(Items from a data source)
■ ■ ■ ■ ■ ■ ■
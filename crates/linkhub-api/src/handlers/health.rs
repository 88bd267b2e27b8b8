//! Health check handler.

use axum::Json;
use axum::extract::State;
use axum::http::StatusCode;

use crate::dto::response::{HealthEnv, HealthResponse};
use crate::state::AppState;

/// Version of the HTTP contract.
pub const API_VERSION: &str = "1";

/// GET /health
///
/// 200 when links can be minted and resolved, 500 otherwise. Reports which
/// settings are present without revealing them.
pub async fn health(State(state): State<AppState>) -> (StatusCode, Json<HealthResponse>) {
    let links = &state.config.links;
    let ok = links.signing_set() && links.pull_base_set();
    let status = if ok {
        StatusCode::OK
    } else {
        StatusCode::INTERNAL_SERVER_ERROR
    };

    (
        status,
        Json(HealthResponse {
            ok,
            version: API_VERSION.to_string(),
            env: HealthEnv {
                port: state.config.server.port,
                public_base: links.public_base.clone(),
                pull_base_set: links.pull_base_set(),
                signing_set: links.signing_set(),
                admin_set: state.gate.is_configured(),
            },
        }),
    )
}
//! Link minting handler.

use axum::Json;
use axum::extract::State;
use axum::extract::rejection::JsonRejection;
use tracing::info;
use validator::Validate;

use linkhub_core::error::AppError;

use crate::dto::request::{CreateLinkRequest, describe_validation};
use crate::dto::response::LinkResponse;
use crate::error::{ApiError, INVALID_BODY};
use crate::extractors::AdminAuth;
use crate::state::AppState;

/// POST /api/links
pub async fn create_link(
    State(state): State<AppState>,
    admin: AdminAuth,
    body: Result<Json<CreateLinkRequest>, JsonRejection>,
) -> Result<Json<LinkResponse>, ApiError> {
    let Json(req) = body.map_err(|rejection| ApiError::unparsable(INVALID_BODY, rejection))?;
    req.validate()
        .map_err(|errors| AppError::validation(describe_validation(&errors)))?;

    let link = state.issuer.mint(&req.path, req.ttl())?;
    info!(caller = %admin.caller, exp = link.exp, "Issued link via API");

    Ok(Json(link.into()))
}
■ ■ ■ ■ ■ ■ ■
#### About this exercise
Copy from the entries above each line in which the string "Result" can be found.

#### Solution for this problem
    body: Result<Json<CreateLinkRequest>, JsonRejection>,
) -> Result<Json<LinkResponse>, ApiError> {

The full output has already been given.